Toyota’s has overnight passed through a political tunnel that has severely tarnished its image as the greatest automaker on the planet. With U.S. Transport Secretary Ray LaHood leading the attack, and Unions piling on, the Administration’s denials of nationalist impulses are transparent. The White House apparently believes that it is now appropriate to extend corporate bashing to foreign controlled companies. Attacking banks went over well with the fawning MSM, now that same media is jumping on the train and fueling passions against a company which directly or indirectly provides hundreds of thousands of jobs to North American taxpayers.

It is peculiar that the Administration and Congress, along with friendly members of the MSM, are attacking a well-run and successful Japanese company so aggressively, while giving a comparative pass to any Chinese company transgressions with millions of faulty and dangerous products distributed across America.

The answer appears to rest in the undue power and influence which the United Auto Workers (UAW) currently enjoys with Washington, and very directly with President Obama.

Mr. LaHood can pretend otherwise, but his “stop driving” Toyota comment had the intended consequences of directly affecting the perception of Toyota in the marketplace. Democratic California Congressman Henry Waxman found easy fodder with his accusations of misleading statements from Toyota as to the causes of the more serious vehicle incidents. Waxman is playing to the home crowd along with the UAW, in his chastisement of Toyota - the underlying reason being Toyota’s closure of a unionized plant in California. How can Waxman possibly believe he is being helpful to his constituents?

Laws and government oversight are in place to deal with managerial malfeasance when it comes to auto companies knowingly misleading the public, or selling vehicles it knows are faulty. Carmakers have in the past been guilty of such practices. There is no evidence here that Toyota has for years sold cars into the market that it knew were faulty. Should facts in time prove to the contrary, the executives responsible will endure the consequences. Engineering and manufacturing mistakes occur, and all auto companies have had to endure the damage that such events present. Although Toyota may be mishandling it’s PR response to the faulty accelerator pedals, given the facts as currently available, the company appears to be responding responsibly to a recall that will cost its international shareholders billions of dollars.

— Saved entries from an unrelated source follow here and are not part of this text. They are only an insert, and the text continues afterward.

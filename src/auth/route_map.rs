//! Route Authorization Mapper
//! Mission: Translate RPC method identifiers into the (path, verb) pairs rights are keyed on

use anyhow::{bail, Context, Result};
use axum::http::Method;
use serde::Deserialize;
use std::collections::HashMap;
use std::path::Path;
use thiserror::Error;
use tracing::info;

pub const GET_ALL_USERS: &str = "/UserService/GetAllUsers";
pub const CREATE_USER: &str = "/UserService/CreateUser";
pub const UPDATE_USER: &str = "/UserService/UpdateUser";
pub const DELETE_USER: &str = "/UserService/DeleteUser";

/// Externally visible identity of an RPC
#[derive(Debug, Clone, PartialEq, Eq)]
pub struct RouteMapping {
    pub path: String,
    pub verb: Method,
}

#[derive(Debug, Clone, PartialEq, Eq, Error)]
pub enum RouteMapError {
    #[error("invalid route: {0}")]
    InvalidRoute(String),
}

/// Immutable method -> (path, verb) table, built once at start-up
#[derive(Debug, Clone)]
pub struct RouteMap {
    entries: HashMap<String, RouteMapping>,
}

#[derive(Debug, Deserialize)]
struct RouteMapFile {
    routes: Vec<RouteEntry>,
}

#[derive(Debug, Deserialize)]
struct RouteEntry {
    method: String,
    path: String,
    verb: String,
}

impl RouteMap {
    /// The user-resource table of the reference deployment
    pub fn reference() -> Self {
        let entries = [
            (GET_ALL_USERS, "/users", Method::GET),
            (CREATE_USER, "/users/user", Method::POST),
            (UPDATE_USER, "/users/user", Method::PUT),
            (DELETE_USER, "/users/user/{user_id}", Method::DELETE),
        ]
        .into_iter()
        .map(|(method, path, verb)| {
            (
                method.to_string(),
                RouteMapping {
                    path: path.to_string(),
                    verb,
                },
            )
        })
        .collect();

        Self { entries }
    }

    /// Parse a TOML table of `[[routes]]` entries
    pub fn from_toml_str(raw: &str) -> Result<Self> {
        let file: RouteMapFile = toml::from_str(raw).context("Failed to parse route map")?;

        let mut entries = HashMap::with_capacity(file.routes.len());
        for entry in file.routes {
            let verb = Method::from_bytes(entry.verb.trim().to_uppercase().as_bytes())
                .with_context(|| format!("Invalid verb '{}' for {}", entry.verb, entry.method))?;

            if entries.contains_key(&entry.method) {
                bail!("Duplicate route map entry for {}", entry.method);
            }
            entries.insert(
                entry.method,
                RouteMapping {
                    path: entry.path,
                    verb,
                },
            );
        }

        Ok(Self { entries })
    }

    pub fn load(path: &Path) -> Result<Self> {
        let raw = std::fs::read_to_string(path)
            .with_context(|| format!("Failed to read route map at {}", path.display()))?;
        let map = Self::from_toml_str(&raw)?;
        info!("🗺️  Loaded {} route mappings from {}", map.len(), path.display());
        Ok(map)
    }

    /// Look up an RPC method. A miss is a hard denial, never a pass-through.
    pub fn map_method(&self, rpc_method: &str) -> Result<&RouteMapping, RouteMapError> {
        self.entries
            .get(rpc_method)
            .ok_or_else(|| RouteMapError::InvalidRoute(rpc_method.to_string()))
    }

    pub fn len(&self) -> usize {
        self.entries.len()
    }

    pub fn is_empty(&self) -> bool {
        self.entries.is_empty()
    }

    /// Distinct REST paths, used when seeding role rights
    pub fn paths(&self) -> Vec<String> {
        let mut paths: Vec<String> = self.entries.values().map(|m| m.path.clone()).collect();
        paths.sort();
        paths.dedup();
        paths
    }
}
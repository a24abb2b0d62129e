//! Auth and User Services
//! Mission: Orchestrate login, token renewal and user management over the collaborators

use crate::auth::{
    clock::Clock,
    error::TokenError,
    models::{
        normalize_email, CreateUserRequest, CredentialPair, NewUser, UpdateUserRequest, UserId,
        UserResponse,
    },
    password::PasswordHasher,
    session_cache::SessionCacheGate,
    tokens::{self, TokenIssuer, TokenValidator},
    user_store::UserStore,
};
use anyhow::Context;
use std::sync::Arc;
use thiserror::Error;
use tracing::{info, warn};

const MIN_PASSWORD_LEN: usize = 8;

#[derive(Debug, Error)]
pub enum ServiceError {
    /// Same error for an unknown email and a wrong password
    #[error("invalid email or password")]
    InvalidCredentials,

    #[error("invalid refresh token: {0}")]
    InvalidRefreshToken(TokenError),

    #[error("user already exists")]
    UserAlreadyExists,

    #[error("user not found")]
    UserNotFound,

    #[error("invalid input: {0}")]
    InvalidInput(String),

    #[error(transparent)]
    Internal(#[from] anyhow::Error),
}

impl From<TokenError> for ServiceError {
    fn from(err: TokenError) -> Self {
        match err {
            TokenError::Encoding(msg) => ServiceError::Internal(anyhow::anyhow!(msg)),
            other => ServiceError::InvalidRefreshToken(other),
        }
    }
}

#[derive(Debug, Clone, PartialEq, Eq)]
pub struct LoginOutcome {
    pub pair: CredentialPair,
    /// A live pair was served from the session cache instead of being re-issued
    pub from_cache: bool,
}

pub struct AuthService {
    store: Arc<dyn UserStore>,
    hasher: Arc<dyn PasswordHasher>,
    issuer: TokenIssuer,
    validator: TokenValidator,
    sessions: SessionCacheGate,
    clock: Arc<dyn Clock>,
}

impl AuthService {
    pub fn new(
        store: Arc<dyn UserStore>,
        hasher: Arc<dyn PasswordHasher>,
        issuer: TokenIssuer,
        validator: TokenValidator,
        sessions: SessionCacheGate,
        clock: Arc<dyn Clock>,
    ) -> Self {
        Self {
            store,
            hasher,
            issuer,
            validator,
            sessions,
            clock,
        }
    }

    /// Verify credentials, then reuse a live cached pair or issue a fresh one.
    ///
    /// The session cache is only consulted after the password checks out, and
    /// no cache failure can fail the login.
    pub async fn login(&self, email: &str, password: &str) -> Result<LoginOutcome, ServiceError> {
        let email = normalize_email(email);
        if email.is_empty() || password.is_empty() {
            return Err(ServiceError::InvalidInput(
                "email and password are required".to_string(),
            ));
        }

        info!("🔐 Login attempt: {}", email);

        let Some(mut user) = self.store.find_user_by_email(&email).await? else {
            warn!(target: "security", reason = "unknown_email", "❌ Failed login attempt: {}", email);
            return Err(ServiceError::InvalidCredentials);
        };

        if !verify_password(&self.hasher, password, &user.password_hash).await? {
            warn!(target: "security", reason = "bad_password", user_id = %user.id, "❌ Failed login attempt: {}", email);
            return Err(ServiceError::InvalidCredentials);
        }

        let outcome = match self.sessions.lookup(&email).await {
            Some(pair) if pair.user_id == user.id => LoginOutcome {
                pair,
                from_cache: true,
            },
            _ => {
                let pair = self.issuer.issue(user.id)?;
                if let Err(e) = self.sessions.store(&email, &pair).await {
                    warn!(error = %e, "CacheUnavailable on store, continuing without session cache");
                }
                LoginOutcome {
                    pair,
                    from_cache: false,
                }
            }
        };

        // Best effort; a failed write does not undo a verified login
        user.last_access = Some(self.clock.now());
        if let Err(e) = self.store.update_user(&user).await {
            warn!("Failed to record last access for user {}: {:#}", user.id, e);
        }

        info!(
            "✅ Login successful: {} ({}){}",
            user.email,
            user.role.name,
            if outcome.from_cache { " [cached]" } else { "" }
        );

        Ok(outcome)
    }

    /// Exchange a refresh token for a brand new pair
    pub async fn renew_token(&self, refresh_token: &str) -> Result<CredentialPair, ServiceError> {
        match tokens::renew(&self.validator, &self.issuer, refresh_token) {
            Ok(pair) => {
                info!("🔄 Renewed credentials for user {}", pair.user_id);
                Ok(pair)
            }
            Err(e) => {
                warn!(target: "security", reason = e.code(), "Refresh token rejected");
                Err(e.into())
            }
        }
    }
}

pub struct UserService {
    store: Arc<dyn UserStore>,
    hasher: Arc<dyn PasswordHasher>,
}

impl UserService {
    pub fn new(store: Arc<dyn UserStore>, hasher: Arc<dyn PasswordHasher>) -> Self {
        Self { store, hasher }
    }

    pub async fn list_users(&self) -> Result<Vec<UserResponse>, ServiceError> {
        let users = self.store.list_users().await?;
        Ok(users.iter().map(UserResponse::from_user).collect())
    }

    pub async fn create_user(&self, req: CreateUserRequest) -> Result<UserResponse, ServiceError> {
        let email = normalize_email(&req.email);
        let name = req.name.trim().to_string();

        if name.is_empty() {
            return Err(ServiceError::InvalidInput("name is required".to_string()));
        }
        if !email.contains('@') {
            return Err(ServiceError::InvalidInput("invalid email".to_string()));
        }
        if req.password.len() < MIN_PASSWORD_LEN {
            return Err(ServiceError::InvalidInput(format!(
                "password must be at least {} characters",
                MIN_PASSWORD_LEN
            )));
        }

        if self.store.find_user_by_email(&email).await?.is_some() {
            return Err(ServiceError::UserAlreadyExists);
        }
        if !self.store.role_exists(req.role_id).await? {
            return Err(ServiceError::InvalidInput(format!(
                "unknown role {}",
                req.role_id
            )));
        }

        let password_hash = hash_password(&self.hasher, req.password).await?;
        let user = self
            .store
            .create_user(NewUser {
                name,
                email,
                password_hash,
                role_id: req.role_id,
            })
            .await?;

        Ok(UserResponse::from_user(&user))
    }

    /// Rename the caller
    pub async fn update_user(
        &self,
        caller: UserId,
        req: UpdateUserRequest,
    ) -> Result<UserResponse, ServiceError> {
        let name = req.name.trim();
        if name.is_empty() {
            return Err(ServiceError::InvalidInput("name is required".to_string()));
        }

        let mut user = self
            .store
            .find_user_by_id(caller)
            .await?
            .ok_or(ServiceError::UserNotFound)?;

        user.name = name.to_string();
        self.store.update_user(&user).await?;

        Ok(UserResponse::from_user(&user))
    }

    pub async fn delete_user(&self, id: UserId) -> Result<(), ServiceError> {
        if self.store.delete_user(id).await? {
            Ok(())
        } else {
            Err(ServiceError::UserNotFound)
        }
    }
}

/// bcrypt work stays off the runtime workers
async fn verify_password(
    hasher: &Arc<dyn PasswordHasher>,
    password: &str,
    digest: &str,
) -> anyhow::Result<bool> {
    let hasher = hasher.clone();
    let (password, digest) = (password.to_string(), digest.to_string());
    tokio::task::spawn_blocking(move || hasher.verify(&password, &digest))
        .await
        .context("password verification task panicked")
}

async fn hash_password(hasher: &Arc<dyn PasswordHasher>, password: String) -> anyhow::Result<String> {
    let hasher = hasher.clone();
    tokio::task::spawn_blocking(move || hasher.hash(&password))
        .await
        .context("password hashing task panicked")?
}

Toyota will survive and will continue to manufacture some of the best vehicles on the road. Current Washington attitudes toward business and industry, and now toward foreign owned businesses, however, presents an attitude that may prove very harmful in the short, mid and long term, to long lines of unemployed now reaching 17% levels. This calculated, aggressive and belligerent continuation of impugned inclination toward a significant, and otherwise pristine employer, should give us pause. Leadership in Washington is flailing in an ill-perceived wind of populism.

This Administration should come out strongly and audibly reversing its course, and it should reign in the misguided thrashing of a major North American employer.